EXERCISE BRIEF =
Check each line of the data below for the string "ModelType". Then give the number of lines that have it, without anything else.

Segment Start: GIVEN DATA

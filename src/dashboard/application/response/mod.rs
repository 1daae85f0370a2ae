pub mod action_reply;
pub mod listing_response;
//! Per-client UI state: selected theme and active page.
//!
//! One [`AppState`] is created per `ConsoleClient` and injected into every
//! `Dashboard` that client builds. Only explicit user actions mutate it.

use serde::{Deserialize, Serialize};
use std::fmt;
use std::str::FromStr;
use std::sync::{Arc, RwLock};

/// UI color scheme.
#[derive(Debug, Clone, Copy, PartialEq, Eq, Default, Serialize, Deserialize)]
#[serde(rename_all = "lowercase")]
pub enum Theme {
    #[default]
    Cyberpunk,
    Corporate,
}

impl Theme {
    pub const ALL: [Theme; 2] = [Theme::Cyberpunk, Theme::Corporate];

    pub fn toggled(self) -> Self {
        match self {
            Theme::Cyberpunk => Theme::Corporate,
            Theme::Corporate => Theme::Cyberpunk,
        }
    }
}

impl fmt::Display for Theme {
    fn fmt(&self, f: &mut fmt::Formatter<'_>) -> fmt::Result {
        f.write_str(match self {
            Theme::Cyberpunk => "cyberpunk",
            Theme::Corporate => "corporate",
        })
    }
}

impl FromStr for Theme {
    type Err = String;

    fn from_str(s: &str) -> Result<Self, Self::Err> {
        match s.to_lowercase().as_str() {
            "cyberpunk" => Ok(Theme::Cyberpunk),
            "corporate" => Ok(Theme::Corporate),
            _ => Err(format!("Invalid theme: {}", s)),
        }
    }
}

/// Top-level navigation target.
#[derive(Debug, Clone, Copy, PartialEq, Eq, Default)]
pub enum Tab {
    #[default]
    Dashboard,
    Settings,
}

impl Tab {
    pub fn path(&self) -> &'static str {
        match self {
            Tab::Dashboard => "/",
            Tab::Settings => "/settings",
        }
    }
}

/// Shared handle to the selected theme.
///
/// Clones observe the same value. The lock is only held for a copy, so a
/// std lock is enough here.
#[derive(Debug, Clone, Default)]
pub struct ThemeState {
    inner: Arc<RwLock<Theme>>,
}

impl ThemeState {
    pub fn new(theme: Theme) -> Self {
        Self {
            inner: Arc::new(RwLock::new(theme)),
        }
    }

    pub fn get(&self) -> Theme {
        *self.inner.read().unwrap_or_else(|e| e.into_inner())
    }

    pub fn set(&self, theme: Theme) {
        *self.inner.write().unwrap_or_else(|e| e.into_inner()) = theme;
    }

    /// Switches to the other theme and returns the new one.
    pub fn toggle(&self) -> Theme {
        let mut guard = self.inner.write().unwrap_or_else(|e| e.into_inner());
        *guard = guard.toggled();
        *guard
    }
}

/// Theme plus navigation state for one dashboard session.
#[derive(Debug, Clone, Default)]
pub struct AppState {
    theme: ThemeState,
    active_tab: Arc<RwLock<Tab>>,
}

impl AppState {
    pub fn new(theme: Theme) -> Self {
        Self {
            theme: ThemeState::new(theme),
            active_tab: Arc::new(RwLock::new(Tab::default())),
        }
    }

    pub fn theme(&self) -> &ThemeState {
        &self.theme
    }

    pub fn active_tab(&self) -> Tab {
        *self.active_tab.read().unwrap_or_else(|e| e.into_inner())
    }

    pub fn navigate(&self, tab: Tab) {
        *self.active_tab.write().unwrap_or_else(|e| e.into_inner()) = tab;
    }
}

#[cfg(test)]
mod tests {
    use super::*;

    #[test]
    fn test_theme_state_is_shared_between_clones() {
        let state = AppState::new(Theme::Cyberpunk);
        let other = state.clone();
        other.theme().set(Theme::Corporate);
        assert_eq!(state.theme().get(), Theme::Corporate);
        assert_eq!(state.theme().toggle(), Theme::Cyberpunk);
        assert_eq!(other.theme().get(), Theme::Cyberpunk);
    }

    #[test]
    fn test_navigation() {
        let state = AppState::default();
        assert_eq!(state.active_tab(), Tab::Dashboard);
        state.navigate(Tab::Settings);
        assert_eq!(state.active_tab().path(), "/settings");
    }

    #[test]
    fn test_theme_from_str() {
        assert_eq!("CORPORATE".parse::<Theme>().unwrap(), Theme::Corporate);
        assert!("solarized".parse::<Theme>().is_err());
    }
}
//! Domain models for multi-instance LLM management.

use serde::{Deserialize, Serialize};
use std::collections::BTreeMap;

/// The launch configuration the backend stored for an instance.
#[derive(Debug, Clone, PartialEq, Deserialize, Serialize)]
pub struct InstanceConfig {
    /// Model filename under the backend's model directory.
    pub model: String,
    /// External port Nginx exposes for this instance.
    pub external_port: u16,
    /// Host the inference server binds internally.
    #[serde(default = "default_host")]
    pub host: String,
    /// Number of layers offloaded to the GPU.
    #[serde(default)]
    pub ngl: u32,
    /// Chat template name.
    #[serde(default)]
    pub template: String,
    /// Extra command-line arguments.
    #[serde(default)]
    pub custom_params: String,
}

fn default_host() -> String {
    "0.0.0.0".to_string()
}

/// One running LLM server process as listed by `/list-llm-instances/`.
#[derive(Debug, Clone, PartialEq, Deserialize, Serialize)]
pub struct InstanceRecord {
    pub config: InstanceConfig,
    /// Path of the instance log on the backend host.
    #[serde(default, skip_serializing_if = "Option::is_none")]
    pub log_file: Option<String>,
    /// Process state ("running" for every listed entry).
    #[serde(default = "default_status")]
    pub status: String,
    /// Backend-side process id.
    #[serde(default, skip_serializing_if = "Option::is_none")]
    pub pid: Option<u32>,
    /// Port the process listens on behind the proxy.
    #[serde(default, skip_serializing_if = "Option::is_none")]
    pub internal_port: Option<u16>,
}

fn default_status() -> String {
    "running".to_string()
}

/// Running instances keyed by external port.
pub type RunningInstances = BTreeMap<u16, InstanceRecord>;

Segment End: GIVEN DATA
Segment Start: GIVEN DATA

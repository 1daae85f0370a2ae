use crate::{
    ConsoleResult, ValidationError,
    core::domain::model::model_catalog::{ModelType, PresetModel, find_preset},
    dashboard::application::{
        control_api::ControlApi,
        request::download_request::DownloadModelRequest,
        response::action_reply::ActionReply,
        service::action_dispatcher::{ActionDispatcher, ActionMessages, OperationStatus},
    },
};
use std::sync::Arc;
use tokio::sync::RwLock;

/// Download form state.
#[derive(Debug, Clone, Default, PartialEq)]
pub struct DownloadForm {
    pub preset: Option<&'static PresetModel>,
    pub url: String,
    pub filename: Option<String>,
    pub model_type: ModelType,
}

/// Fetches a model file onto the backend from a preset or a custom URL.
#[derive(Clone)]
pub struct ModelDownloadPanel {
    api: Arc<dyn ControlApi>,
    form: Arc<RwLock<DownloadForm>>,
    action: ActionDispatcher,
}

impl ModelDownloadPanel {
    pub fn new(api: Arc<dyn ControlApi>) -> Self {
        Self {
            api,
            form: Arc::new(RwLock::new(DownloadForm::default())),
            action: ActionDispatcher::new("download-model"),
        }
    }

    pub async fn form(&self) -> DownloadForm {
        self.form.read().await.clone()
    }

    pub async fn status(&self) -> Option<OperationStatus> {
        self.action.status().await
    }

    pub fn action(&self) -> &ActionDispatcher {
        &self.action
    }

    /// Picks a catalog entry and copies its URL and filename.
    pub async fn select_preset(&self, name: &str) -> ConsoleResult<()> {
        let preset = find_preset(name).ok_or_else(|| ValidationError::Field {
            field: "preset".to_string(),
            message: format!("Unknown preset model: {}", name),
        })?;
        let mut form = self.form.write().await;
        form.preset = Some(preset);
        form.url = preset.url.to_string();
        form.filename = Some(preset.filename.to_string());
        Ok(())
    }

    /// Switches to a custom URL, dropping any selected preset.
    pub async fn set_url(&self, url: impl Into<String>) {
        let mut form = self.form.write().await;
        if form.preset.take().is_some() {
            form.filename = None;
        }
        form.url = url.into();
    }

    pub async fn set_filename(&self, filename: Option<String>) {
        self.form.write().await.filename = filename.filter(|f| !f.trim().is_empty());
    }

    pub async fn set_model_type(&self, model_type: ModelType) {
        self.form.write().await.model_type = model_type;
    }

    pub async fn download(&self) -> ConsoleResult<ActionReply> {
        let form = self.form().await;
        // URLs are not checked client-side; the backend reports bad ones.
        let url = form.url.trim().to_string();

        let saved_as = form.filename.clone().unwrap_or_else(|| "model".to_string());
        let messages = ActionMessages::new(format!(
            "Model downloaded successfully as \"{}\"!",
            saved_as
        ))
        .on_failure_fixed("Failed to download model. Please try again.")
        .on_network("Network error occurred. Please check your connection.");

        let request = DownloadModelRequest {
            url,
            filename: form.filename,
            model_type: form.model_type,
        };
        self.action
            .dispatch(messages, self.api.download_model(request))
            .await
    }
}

Segment End: GIVEN DATA

ANSWER TO THIS TASK =
3